The proof, she says, is that outside of prison members of the 211 Crew and the Aryan Brotherhood work with ethnic gangs to distribute drugs and in other illegal activities. On the outside, race is not a major issue whereas on the inside of prisons, racial tension is the main reason inmates join gangs.

“Prison is the most segregated part of society,” says Byrick.   “And most people, whatever your race, are going to feel they need some kind of protection so they end up joining whether it’s the 211 Crew or it’s the Mexican mafia or some other organization. Partly its just straight up for personal safety.”

In exchange for this protection gang members owe loyalty to the gang even after they are released from incarceration.  This loyalty is one of the motivators for criminal activity outside, they are raising money to send back to gang members still locked up.

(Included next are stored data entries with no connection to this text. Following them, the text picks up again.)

// SPDX-License-Identifier: MIT
// Copyright (c) 2026 Alfred Jean LLC

//! Leveled, prefixed logging to an injected sink.
//!
//! Verbosity is a single number compared against per-level thresholds:
//!
//! | level   | threshold |
//! |---------|-----------|
//! | `debug` | 3         |
//! | `log`   | 2         |
//! | `info`  | 1         |
//! | `warn`  | 0         |
//! | `error` | -1        |
//!
//! A call is forwarded only when the configured verbosity is at least the
//! level's threshold, so the default of `-1` lets errors through and nothing
//! else.

use parking_lot::Mutex;
use std::fmt;
use std::sync::Arc;

/// Prefix put in front of every line unless overridden
pub const DEFAULT_PREFIX: &str = "[quartz]";

/// Verbosity used when none is configured
pub const DEFAULT_VERBOSITY: i8 = -1;

/// Log levels, most verbose first
#[derive(Clone, Copy, Debug, PartialEq, Eq, Hash)]
pub enum Level {
    Debug,
    Log,
    Info,
    Warn,
    Error,
}

impl Level {
    /// Minimum verbosity at which this level is emitted
    pub const fn threshold(self) -> i8 {
        match self {
            Self::Debug => 3,
            Self::Log => 2,
            Self::Info => 1,
            Self::Warn => 0,
            Self::Error => -1,
        }
    }

    pub const fn as_str(self) -> &'static str {
        match self {
            Self::Debug => "debug",
            Self::Log => "log",
            Self::Info => "info",
            Self::Warn => "warn",
            Self::Error => "error",
        }
    }
}

impl fmt::Display for Level {
    fn fmt(&self, f: &mut fmt::Formatter<'_>) -> fmt::Result {
        f.write_str(self.as_str())
    }
}

/// Destination for log lines that passed the verbosity filter
pub trait LogSink: Send + Sync {
    fn emit(&self, level: Level, line: &str);
}

/// Forwards lines to `tracing` under the `quartz` target
#[derive(Clone, Copy, Debug, Default)]
pub struct TracingSink;

impl LogSink for TracingSink {
    fn emit(&self, level: Level, line: &str) {
        match level {
            Level::Debug => tracing::trace!(target: "quartz", "{}", line),
            Level::Log => tracing::debug!(target: "quartz", "{}", line),
            Level::Info => tracing::info!(target: "quartz", "{}", line),
            Level::Warn => tracing::warn!(target: "quartz", "{}", line),
            Level::Error => tracing::error!(target: "quartz", "{}", line),
        }
    }
}

/// Keeps emitted lines in memory so tests can assert on them
#[derive(Clone, Debug, Default)]
pub struct CollectingSink {
    lines: Arc<Mutex<Vec<(Level, String)>>>,
}

impl CollectingSink {
    pub fn new() -> Self {
        Self::default()
    }

    /// All lines emitted so far, in order
    pub fn lines(&self) -> Vec<(Level, String)> {
        self.lines.lock().clone()
    }

    /// Lines emitted at exactly `level`
    pub fn at(&self, level: Level) -> Vec<String> {
        self.lines
            .lock()
            .iter()
            .filter(|(l, _)| *l == level)
            .map(|(_, line)| line.clone())
            .collect()
    }

    pub fn clear(&self) {
        self.lines.lock().clear();
    }
}

impl LogSink for CollectingSink {
    fn emit(&self, level: Level, line: &str) {
        self.lines.lock().push((level, line.to_string()));
    }
}

/// Verbosity filter plus prefix in front of a shared sink
#[derive(Clone)]
pub struct Logger {
    verbosity: i8,
    prefix: Arc<str>,
    sink: Arc<dyn LogSink>,
}

impl Logger {
    pub fn new(verbosity: i8, sink: Arc<dyn LogSink>) -> Self {
        Self {
            verbosity,
            prefix: Arc::from(DEFAULT_PREFIX),
            sink,
        }
    }

    /// Replace the line prefix; an empty prefix emits lines bare
    pub fn with_prefix(mut self, prefix: impl AsRef<str>) -> Self {
        self.prefix = Arc::from(prefix.as_ref());
        self
    }

    pub fn verbosity(&self) -> i8 {
        self.verbosity
    }

    pub fn prefix(&self) -> &str {
        &self.prefix
    }

    /// Whether a call at `level` would reach the sink
    pub fn enabled(&self, level: Level) -> bool {
        self.verbosity >= level.threshold()
    }

    pub fn emit(&self, level: Level, args: fmt::Arguments<'_>) {
        if !self.enabled(level) {
            return;
        }
        let line = if self.prefix.is_empty() {
            args.to_string()
        } else {
            format!("{} {}", self.prefix, args)
        };
        self.sink.emit(level, &line);
    }

    pub fn debug(&self, args: fmt::Arguments<'_>) {
        self.emit(Level::Debug, args);
    }

    pub fn log(&self, args: fmt::Arguments<'_>) {
        self.emit(Level::Log, args);
    }

    pub fn info(&self, args: fmt::Arguments<'_>) {
        self.emit(Level::Info, args);
    }

    pub fn warn(&self, args: fmt::Arguments<'_>) {
        self.emit(Level::Warn, args);
    }

    pub fn error(&self, args: fmt::Arguments<'_>) {
        self.emit(Level::Error, args);
    }
}

impl Default for Logger {
    fn default() -> Self {
        Self::new(DEFAULT_VERBOSITY, Arc::new(TracingSink))
    }
}

impl fmt::Debug for Logger {
    fn fmt(&self, f: &mut fmt::Formatter<'_>) -> fmt::Result {
        f.debug_struct("Logger")
            .field("verbosity", &self.verbosity)
            .field("prefix", &self.prefix)
            .finish_non_exhaustive()
    }
}

#[cfg(test)]
#[path = "logger_tests.rs"]
mod tests;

Earlier this week the founder of the 211 Crew, who is serving a sentence for robbery and assault, was given an additional 108 years by a Denver judge who said he should never again be able to walk the streets.  Until now the violence associate with gangs like the 211 Crew has been confined to prison or to disputes among criminals on the outside.  The gang’s apparent involvement in the murder of Colorado’s head of Corrections and the possible involvement of the Aryan Brotherhood in murders of district attorneys in Texas come as a surprise to observers like Heidi Byrick.

“I do have to say that the shooting is quite an escalation for white supremacist prison gangs.  To target someone of that much prominence is surprising.”

As dangerous as the gang is considered Garfield County Sheriff’s Sargent Sills says their main threat is to other gangs and to law enforcement.

“We do know that they’re out there selling drugs, burglaries, home invasions, car thefts anything to make money.  I don’t think its any more of a threat to the public than any other criminal.”

At the upper end of the valley the presence of 211 Crew members is minimal.  The administrator of the Pitkin County Jail says there have been a handful of occasions when a white supremacist gang member was housed there after arrests for things like bar fights.  They’re incarceration was largely uneventful.